◆ Exercise details
Across the data below, in how many lines does the word "this" appear? Give only the number.

*** Opening of Data extract ***

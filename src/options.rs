//! Fixer tuning and cancellation.
//!
//! ```
//! use pathmorph::FixOptions;
//!
//! let options = FixOptions::from_json(r#"{ "gap_penalty": 0.5 }"#).unwrap();
//! assert_eq!(options.gap_penalty, 0.5);
//! assert_eq!(options.perfect_match_distance, FixOptions::default().perfect_match_distance);
//! ```

use std::time::Instant;

use serde::{Deserialize, Serialize};
use svgr::{Command, ConversionTable};

use crate::error::{MorphError, Result};

pub const DEFAULT_MISMATCH_SCORE: f64 = -1.0e9;
pub const DEFAULT_PERFECT_MATCH_DISTANCE: f64 = 1.0e-3;

#[derive(Debug, Clone, PartialEq, Serialize, Deserialize)]
#[serde(default)]
pub struct FixOptions {
    /// Subtracted from the alignment score for every gap.
    pub gap_penalty: f64,

    /// Score of pairing two commands when neither kind converts into the
    /// other. Large and negative so such pairs are only chosen when nothing
    /// else fits.
    pub mismatch_score: f64,

    /// End anchors closer than this count as a perfect match.
    pub perfect_match_distance: f64,

    /// Upper bound on the orientations tried per subpath, identity included.
    pub max_candidates: Option<usize>,
}

impl Default for FixOptions {
    fn default() -> Self {
	FixOptions {
	    gap_penalty: 0.0,
	    mismatch_score: DEFAULT_MISMATCH_SCORE,
	    perfect_match_distance: DEFAULT_PERFECT_MATCH_DISTANCE,
	    max_candidates: None,
	}
    }
}

impl FixOptions {
    pub fn from_json(json: &str) -> Result<Self> {
	let options: FixOptions = serde_json::from_str(json)?;
	options.validate()?;
	Ok(options)
    }

    pub fn validate(&self) -> Result<()> {
	if !(self.perfect_match_distance > 0.0 && self.perfect_match_distance.is_finite()) {
	    return Err(MorphError::InvalidOptions {
		message: format!("perfect_match_distance must be positive, got {}", self.perfect_match_distance),
	    });
	}
	if !self.gap_penalty.is_finite() || !self.mismatch_score.is_finite() {
	    return Err(MorphError::InvalidOptions {
		message: String::from("gap_penalty and mismatch_score must be finite"),
	    });
	}
	if self.max_candidates == Some(0) {
	    return Err(MorphError::InvalidOptions {
		message: String::from("max_candidates must allow at least one candidate"),
	    });
	}
	Ok(())
    }

    /// Pairing score used by the aligner: `mismatch_score` for kinds that do
    /// not convert either way, otherwise the inverse end-anchor distance
    /// floored at `perfect_match_distance`.
    pub fn score(&self, table: &impl ConversionTable, a: &Command, b: &Command) -> f64 {
	if !table.either_converts(a.kind(), b.kind()) {
	    return self.mismatch_score;
	}
	1.0 / a.end().distance(b.end()).max(self.perfect_match_distance)
    }
}

/// Cooperative cancellation, polled before each candidate alignment.
pub trait Cancellation {
    fn is_cancelled(&self) -> bool;
}

/// Never cancels.
#[derive(Debug, Clone, Copy, Default)]
pub struct Uncancellable;

impl Cancellation for Uncancellable {
    fn is_cancelled(&self) -> bool {
	false
    }
}

/// A deadline: cancelled once it has passed.
impl Cancellation for Instant {
    fn is_cancelled(&self) -> bool {
	Instant::now() >= *self
    }
}

impl<F> Cancellation for F
where F: Fn() -> bool
{
    fn is_cancelled(&self) -> bool {
	(self)()
    }
}
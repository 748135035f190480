use crate::arc::{self, ArcParams};
use crate::capability::{ConversionTable, StandardConversions};
use crate::types::{Point, Transform};

#[derive(Debug, Clone, Copy, PartialEq, Eq, Hash)]
pub enum CommandKind {
    Move,
    Line,
    Quadratic,
    Cubic,
    EllipticalArc,
    Close,
}

impl CommandKind {
    pub fn letter(self) -> char {
	match self {
	    CommandKind::Move => 'M',
	    CommandKind::Line => 'L',
	    CommandKind::Quadratic => 'Q',
	    CommandKind::Cubic => 'C',
	    CommandKind::EllipticalArc => 'A',
	    CommandKind::Close => 'Z',
	}
    }
}

#[derive(Debug, Clone, Copy, PartialEq)]
pub enum Segment {
    Move { start: Point, end: Point },
    Line { start: Point, end: Point },
    Quadratic { start: Point, ctrl: Point, end: Point },
    Cubic { start: Point, ctrl1: Point, ctrl2: Point, end: Point },
    EllipticalArc { start: Point, params: ArcParams, end: Point },
    Close { start: Point, end: Point },
}

/// One drawing instruction. Commands are values: every edit builds a new one.
#[derive(Debug, Clone, Copy, PartialEq)]
pub struct Command {
    segment: Segment,
    is_split: bool,
}

impl From<Segment> for Command {
    fn from(segment: Segment) -> Self {
	Command { segment, is_split: false }
    }
}

impl Command {
    pub fn move_to(start: Point, end: Point) -> Self {
	Segment::Move { start, end }.into()
    }

    pub fn line(start: Point, end: Point) -> Self {
	Segment::Line { start, end }.into()
    }

    pub fn quadratic(start: Point, ctrl: Point, end: Point) -> Self {
	Segment::Quadratic { start, ctrl, end }.into()
    }

    pub fn cubic(start: Point, ctrl1: Point, ctrl2: Point, end: Point) -> Self {
	Segment::Cubic { start, ctrl1, ctrl2, end }.into()
    }

    pub fn arc(start: Point, params: ArcParams, end: Point) -> Self {
	Segment::EllipticalArc { start, params, end }.into()
    }

    pub fn close(start: Point, end: Point) -> Self {
	Segment::Close { start, end }.into()
    }

    pub fn segment(&self) -> &Segment {
	&self.segment
    }

    pub fn kind(&self) -> CommandKind {
	match self.segment {
	    Segment::Move { .. } => CommandKind::Move,
	    Segment::Line { .. } => CommandKind::Line,
	    Segment::Quadratic { .. } => CommandKind::Quadratic,
	    Segment::Cubic { .. } => CommandKind::Cubic,
	    Segment::EllipticalArc { .. } => CommandKind::EllipticalArc,
	    Segment::Close { .. } => CommandKind::Close,
	}
    }

    pub fn start(&self) -> Point {
	match self.segment {
	    Segment::Move { start, .. }
	    | Segment::Line { start, .. }
	    | Segment::Quadratic { start, .. }
	    | Segment::Cubic { start, .. }
	    | Segment::EllipticalArc { start, .. }
	    | Segment::Close { start, .. } => start,
	}
    }

    pub fn end(&self) -> Point {
	match self.segment {
	    Segment::Move { end, .. }
	    | Segment::Line { end, .. }
	    | Segment::Quadratic { end, .. }
	    | Segment::Cubic { end, .. }
	    | Segment::EllipticalArc { end, .. }
	    | Segment::Close { end, .. } => end,
	}
    }

    /// Every point of the command, start first.
    pub fn points(&self) -> Vec<Point> {
	match self.segment {
	    Segment::Move { start, end }
	    | Segment::Line { start, end }
	    | Segment::EllipticalArc { start, end, .. }
	    | Segment::Close { start, end } => vec![start, end],
	    Segment::Quadratic { start, ctrl, end } => vec![start, ctrl, end],
	    Segment::Cubic { start, ctrl1, ctrl2, end } => vec![start, ctrl1, ctrl2, end],
	}
    }

    /// True when this command was produced by subdividing another one rather
    /// than read from path data.
    pub fn is_split(&self) -> bool {
	self.is_split
    }

    pub fn with_split(mut self, is_split: bool) -> Self {
	self.is_split = is_split;
	self
    }

    pub fn can_convert_to(&self, kind: CommandKind) -> bool {
	StandardConversions.can_convert(self.kind(), kind)
    }

    /// Re-expresses this command as `kind` with the same endpoints, or `None`
    /// when no exact conversion exists.
    pub fn convert_to(&self, kind: CommandKind) -> Option<Command> {
	if kind == self.kind() {
	    return Some(*self);
	}

	let converted = match (self.segment, kind) {
	    (Segment::Line { start, end }, _) | (Segment::Close { start, end }, _) => match kind {
		CommandKind::Line => Command::line(start, end),
		CommandKind::Quadratic => Command::quadratic(start, start.lerp(end, 0.5), end),
		CommandKind::Cubic => Command::cubic(start, start.lerp(end, 1.0 / 3.0), start.lerp(end, 2.0 / 3.0), end),
		_ => return None,
	    },
	    (Segment::Quadratic { start, ctrl, end }, CommandKind::Cubic) => Command::cubic(
		start,
		start.lerp(ctrl, 2.0 / 3.0),
		end.lerp(ctrl, 2.0 / 3.0),
		end,
	    ),
	    _ => return None,
	};

	Some(converted.with_split(self.is_split))
    }

    /// Splits the command at the strictly increasing fractions `ts`, each in
    /// (0, 1). Returns `ts.len() + 1` commands covering the same geometry. All
    /// pieces but the last end on a new point and are flagged as split.
    ///
    /// A move has no extent and is returned unchanged.
    pub fn split(&self, ts: &[f64]) -> Vec<Command> {
	if ts.is_empty() {
	    return vec![*self];
	}

	let mut pieces: Vec<Command> = match self.segment {
	    Segment::Move { .. } => return vec![*self],
	    Segment::Line { start, end } => lerp_pieces(start, end, ts)
		.into_iter()
		.map(|(s, e)| Command::line(s, e))
		.collect(),
	    Segment::Close { start, end } => {
		let mut pieces: Vec<Command> = lerp_pieces(start, end, ts)
		    .into_iter()
		    .map(|(s, e)| Command::line(s, e))
		    .collect();
		if let Some(last) = pieces.pop() {
		    pieces.push(Command::close(last.start(), end));
		}
		pieces
	    },
	    Segment::Quadratic { .. } | Segment::Cubic { .. } => {
		let mut pieces = Vec::with_capacity(ts.len() + 1);
		let mut rest = *self;
		let mut consumed = 0.0;
		for &t in ts {
		    let local = (t - consumed) / (1.0 - consumed);
		    let (head, tail) = rest.split_curve_at(local);
		    pieces.push(head);
		    rest = tail;
		    consumed = t;
		}
		pieces.push(rest);
		pieces
	    },
	    Segment::EllipticalArc { start, params, end } => arc::split(start, end, &params, ts)
		.into_iter()
		.map(|(s, p, e)| Command::arc(s, p, e))
		.collect(),
	};

	let last = pieces.len() - 1;
	for (i, piece) in pieces.iter_mut().enumerate() {
	    piece.is_split = if i == last { self.is_split } else { true };
	}
	pieces
    }

    /// De Casteljau split of a quadratic or cubic at `t`.
    fn split_curve_at(&self, t: f64) -> (Command, Command) {
	match self.segment {
	    Segment::Quadratic { start, ctrl, end } => {
		let a = start.lerp(ctrl, t);
		let b = ctrl.lerp(end, t);
		let mid = a.lerp(b, t);
		(Command::quadratic(start, a, mid), Command::quadratic(mid, b, end))
	    },
	    Segment::Cubic { start, ctrl1, ctrl2, end } => {
		let a = start.lerp(ctrl1, t);
		let b = ctrl1.lerp(ctrl2, t);
		let c = ctrl2.lerp(end, t);
		let ab = a.lerp(b, t);
		let bc = b.lerp(c, t);
		let mid = ab.lerp(bc, t);
		(Command::cubic(start, a, ab, mid), Command::cubic(mid, bc, c, end))
	    },
	    _ => (*self, *self),
	}
    }

    /// The same geometry traversed end to start. A close comes back as a line
    /// since it no longer ends on the subpath's move target.
    pub fn reversed(&self) -> Command {
	let segment = match self.segment {
	    Segment::Move { start, end } => Segment::Move { start, end },
	    Segment::Line { start, end } | Segment::Close { start, end } => Segment::Line { start: end, end: start },
	    Segment::Quadratic { start, ctrl, end } => Segment::Quadratic { start: end, ctrl, end: start },
	    Segment::Cubic { start, ctrl1, ctrl2, end } => Segment::Cubic {
		start: end,
		ctrl1: ctrl2,
		ctrl2: ctrl1,
		end: start,
	    },
	    Segment::EllipticalArc { start, params, end } => Segment::EllipticalArc {
		start: end,
		params: ArcParams { sweep: !params.sweep, ..params },
		end: start,
	    },
	};
	Command { segment, is_split: self.is_split }
    }

    pub fn transformed(&self, m: &Transform) -> Command {
	let t = |p: Point| m.apply(p);
	let segment = match self.segment {
	    Segment::Move { start, end } => Segment::Move { start: t(start), end: t(end) },
	    Segment::Line { start, end } => Segment::Line { start: t(start), end: t(end) },
	    Segment::Close { start, end } => Segment::Close { start: t(start), end: t(end) },
	    Segment::Quadratic { start, ctrl, end } => Segment::Quadratic {
		start: t(start),
		ctrl: t(ctrl),
		end: t(end),
	    },
	    Segment::Cubic { start, ctrl1, ctrl2, end } => Segment::Cubic {
		start: t(start),
		ctrl1: t(ctrl1),
		ctrl2: t(ctrl2),
		end: t(end),
	    },
	    Segment::EllipticalArc { start, params, end } => Segment::EllipticalArc {
		start: t(start),
		params: arc::transform(&params, m),
		end: t(end),
	    },
	};
	Command { segment, is_split: self.is_split }
    }

    /// Same kind and geometry with new endpoints; control points are kept.
    pub(crate) fn with_endpoints(&self, new_start: Point, new_end: Point) -> Command {
	let segment = match self.segment {
	    Segment::Move { .. } => Segment::Move { start: new_start, end: new_end },
	    Segment::Line { .. } => Segment::Line { start: new_start, end: new_end },
	    Segment::Close { .. } => Segment::Close { start: new_start, end: new_end },
	    Segment::Quadratic { ctrl, .. } => Segment::Quadratic { start: new_start, ctrl, end: new_end },
	    Segment::Cubic { ctrl1, ctrl2, .. } => Segment::Cubic { start: new_start, ctrl1, ctrl2, end: new_end },
	    Segment::EllipticalArc { params, .. } => Segment::EllipticalArc { start: new_start, params, end: new_end },
	};
	Command { segment, is_split: self.is_split }
    }

    /// Point-wise interpolation between two commands of the same kind.
    pub fn lerp(&self, other: &Command, t: f64) -> Option<Command> {
	let l = |a: Point, b: Point| a.lerp(b, t);
	let mix = |a: f64, b: f64| a + (b - a) * t;

	let segment = match (self.segment, other.segment) {
	    (Segment::Move { start: s1, end: e1 }, Segment::Move { start: s2, end: e2 }) => Segment::Move {
		start: l(s1, s2),
		end: l(e1, e2),
	    },
	    (Segment::Line { start: s1, end: e1 }, Segment::Line { start: s2, end: e2 }) => Segment::Line {
		start: l(s1, s2),
		end: l(e1, e2),
	    },
	    (Segment::Close { start: s1, end: e1 }, Segment::Close { start: s2, end: e2 }) => Segment::Close {
		start: l(s1, s2),
		end: l(e1, e2),
	    },
	    (
		Segment::Quadratic { start: s1, ctrl: c1, end: e1 },
		Segment::Quadratic { start: s2, ctrl: c2, end: e2 },
	    ) => Segment::Quadratic {
		start: l(s1, s2),
		ctrl: l(c1, c2),
		end: l(e1, e2),
	    },
	    (
		Segment::Cubic { start: s1, ctrl1: a1, ctrl2: b1, end: e1 },
		Segment::Cubic { start: s2, ctrl1: a2, ctrl2: b2, end: e2 },
	    ) => Segment::Cubic {
		start: l(s1, s2),
		ctrl1: l(a1, a2),
		ctrl2: l(b1, b2),
		end: l(e1, e2),
	    },
	    (
		Segment::EllipticalArc { start: s1, params: p1, end: e1 },
		Segment::EllipticalArc { start: s2, params: p2, end: e2 },
	    ) => {
		// flags can't be blended; they flip halfway through
		let flags = if t < 0.5 { p1 } else { p2 };
		Segment::EllipticalArc {
		    start: l(s1, s2),
		    params: ArcParams {
			rx: mix(p1.rx, p2.rx),
			ry: mix(p1.ry, p2.ry),
			x_axis_rotation: mix(p1.x_axis_rotation, p2.x_axis_rotation),
			large_arc: flags.large_arc,
			sweep: flags.sweep,
		    },
		    end: l(e1, e2),
		}
	    },
	    _ => return None,
	};
	Some(Command { segment, is_split: self.is_split || other.is_split })
    }
}

fn lerp_pieces(start: Point, end: Point, ts: &[f64]) -> Vec<(Point, Point)> {
    let mut pieces = Vec::with_capacity(ts.len() + 1);
    let mut prev = start;
    for &t in ts {
	let p = start.lerp(end, t);
	pieces.push((prev, p));
	prev = p;
    }
    pieces.push((prev, end));
    pieces
}

#[cfg(test)]
mod tests {
    use super::*;

    fn p(x: f64, y: f64) -> Point {
	Point::new(x, y)
    }

    #[test]
    fn line_split_thirds() {
	let pieces = Command::line(p(0.0, 0.0), p(9.0, 0.0)).split(&[1.0 / 3.0, 2.0 / 3.0]);

	assert_eq!(pieces.len(), 3);
	assert!(pieces[0].end().approx_eq(p(3.0, 0.0), 1e-12));
	assert!(pieces[1].end().approx_eq(p(6.0, 0.0), 1e-12));
	assert_eq!(pieces[2].end(), p(9.0, 0.0));
	assert!(pieces[0].is_split() && pieces[1].is_split());
	assert!(!pieces[2].is_split());
    }

    #[test]
    fn cubic_split_is_continuous() {
	let cubic = Command::cubic(p(0.0, 0.0), p(0.0, 10.0), p(10.0, 10.0), p(10.0, 0.0));
	let pieces = cubic.split(&[0.25, 0.5, 0.75]);

	assert_eq!(pieces.len(), 4);
	for pair in pieces.windows(2) {
	    assert_eq!(pair[0].end(), pair[1].start());
	}
	// symmetric curve: the midpoint lands on the axis of symmetry
	assert!(pieces[1].end().approx_eq(p(5.0, 7.5), 1e-9));
	assert_eq!(pieces[3].end(), p(10.0, 0.0));
    }

    #[test]
    fn split_close_keeps_trailing_close() {
	let pieces = Command::close(p(0.0, 10.0), p(0.0, 0.0)).split(&[0.5]);
	assert_eq!(pieces[0].kind(), CommandKind::Line);
	assert_eq!(pieces[1].kind(), CommandKind::Close);
	assert_eq!(pieces[1].start(), p(0.0, 5.0));
    }

    #[test]
    fn quadratic_to_cubic_keeps_shape() {
	let quad = Command::quadratic(p(0.0, 0.0), p(3.0, 3.0), p(6.0, 0.0));
	let cubic = quad.convert_to(CommandKind::Cubic).unwrap();

	assert_eq!(cubic.kind(), CommandKind::Cubic);
	let expected = [p(0.0, 0.0), p(2.0, 2.0), p(4.0, 2.0), p(6.0, 0.0)];
	for (got, want) in cubic.points().into_iter().zip(expected) {
	    assert!(got.approx_eq(want, 1e-12));
	}
    }

    #[test]
    fn arcs_do_not_convert() {
	let arc = Command::arc(p(0.0, 0.0), ArcParams::new(5.0, 5.0, 0.0, false, true), p(10.0, 0.0));
	assert!(arc.convert_to(CommandKind::Cubic).is_none());
	assert!(!arc.can_convert_to(CommandKind::Line));
    }

    #[test]
    fn reversing_a_cubic_swaps_controls() {
	let cubic = Command::cubic(p(0.0, 0.0), p(1.0, 1.0), p(2.0, 1.0), p(3.0, 0.0));
	let rev = cubic.reversed();
	assert_eq!(rev.points(), vec![p(3.0, 0.0), p(2.0, 1.0), p(1.0, 1.0), p(0.0, 0.0)]);
	assert_eq!(rev.reversed(), cubic);
    }

    #[test]
    fn lerp_requires_same_kind() {
	let a = Command::line(p(0.0, 0.0), p(10.0, 0.0));
	let b = Command::line(p(0.0, 10.0), p(10.0, 10.0));
	assert_eq!(a.lerp(&b, 0.5).unwrap().end(), p(10.0, 5.0));

	let c = Command::quadratic(p(0.0, 0.0), p(5.0, 5.0), p(10.0, 0.0));
	assert!(a.lerp(&c, 0.5).is_none());
    }
}
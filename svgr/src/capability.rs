use crate::command::CommandKind;

/// Answers whether a command of one kind can be re-expressed as another kind
/// without moving its endpoints.
pub trait ConversionTable {
    fn can_convert(&self, from: CommandKind, to: CommandKind) -> bool;

    fn either_converts(&self, a: CommandKind, b: CommandKind) -> bool {
	self.can_convert(a, b) || self.can_convert(b, a)
    }
}

/// Lines raise to quadratics and cubics, quadratics raise to cubics, and a
/// close can be written out as any of the three. Moves and elliptical arcs
/// only match themselves.
#[derive(Debug, Clone, Copy, Default)]
pub struct StandardConversions;

impl ConversionTable for StandardConversions {
    fn can_convert(&self, from: CommandKind, to: CommandKind) -> bool {
	use CommandKind::*;

	if from == to {
	    return true;
	}
	match (from, to) {
	    (Line, Quadratic) | (Line, Cubic) => true,
	    (Quadratic, Cubic) => true,
	    (Close, Line) | (Close, Quadratic) | (Close, Cubic) => true,
	    _ => false,
	}
    }
}

impl<F> ConversionTable for F
where F: Fn(CommandKind, CommandKind) -> bool
{
    fn can_convert(&self, from: CommandKind, to: CommandKind) -> bool {
	(self)(from, to)
    }
}

#[cfg(test)]
mod tests {
    use super::*;
    use CommandKind::*;

    #[test]
    fn raising_degree_is_one_way() {
	let table = StandardConversions;
	assert!(table.can_convert(Line, Cubic));
	assert!(!table.can_convert(Cubic, Line));
	assert!(table.either_converts(Cubic, Line));
    }

    #[test]
    fn arcs_and_moves_only_match_themselves() {
	let table = StandardConversions;
	for kind in [Line, Quadratic, Cubic, Close] {
	    assert!(!table.either_converts(EllipticalArc, kind));
	    assert!(!table.either_converts(Move, kind));
	}
	assert!(table.can_convert(EllipticalArc, EllipticalArc));
    }

    #[test]
    fn closures_act_as_tables() {
	let only_same = |a: CommandKind, b: CommandKind| a == b;
	assert!(!only_same.can_convert(Line, Cubic));
    }
}
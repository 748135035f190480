//! Morphing between SVG paths.
//!
//! Two paths can only be interpolated when they have the same subpaths with
//! the same command kinds at every position. [`auto_fix`] gets them there by
//! aligning the commands of each subpath pair, inserting points where one
//! side has none, and converting command kinds into a shared one.
//!
//! ```
//! use pathmorph::{auto_fix, FixOptions};
//! use svgr::Path;
//!
//! let triangle: Path = "M 0 0 L 10 0 L 5 10 Z".parse().unwrap();
//! let square: Path = "M 0 0 L 10 0 L 10 10 L 0 10 Z".parse().unwrap();
//!
//! let outcome = auto_fix(&square, &triangle, &FixOptions::default()).unwrap();
//! assert!(outcome.is_compatible());
//! let halfway = outcome.from.interpolate(&outcome.to, 0.5).unwrap();
//! assert_eq!(halfway.subpaths()[0].len(), 5);
//! ```

pub mod align;
pub mod animation;
mod error;
pub mod fix;
pub mod options;
pub mod separate;

pub use align::{align, AlignedSlot, Alignment};
pub use animation::{Animatable, Animation};
pub use error::{MorphError, Result};
pub use fix::{auto_fix, FixOutcome, Fixer, Mismatch};
pub use options::{Cancellation, FixOptions, Uncancellable};
pub use separate::{morph, Interpolator, Morph, SeparateOptions, Separator};
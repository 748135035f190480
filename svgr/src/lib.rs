//! SVG path data as an immutable, editable command model.
//!
//! Path data parses into [`Path`], a list of [`SubPath`]s each led by a move.
//! Edits are batched through [`Path::mutate`] and never touch the original.

mod arc;
pub mod capability;
mod command;
pub mod document;
mod error;
pub mod mutate;
pub mod parse;
mod path;
pub mod serialize;
pub mod transform;
mod types;

pub use arc::ArcParams;
pub use capability::{ConversionTable, StandardConversions};
pub use command::{Command, CommandKind, Segment};
pub use document::{load_paths, open_paths, PathElement};
pub use error::{MutationError, ParseError, ParseErrorKind, Result};
pub use mutate::PathMutator;
pub use parse::{parse, parse_with_transforms};
pub use path::{Path, SubPath};
pub use serialize::{format_number, serialize};
pub use transform::parse_transform_list;
pub use types::{Point, Position, Transform};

*** Close of Data extract ***

◆ Reply to the task
3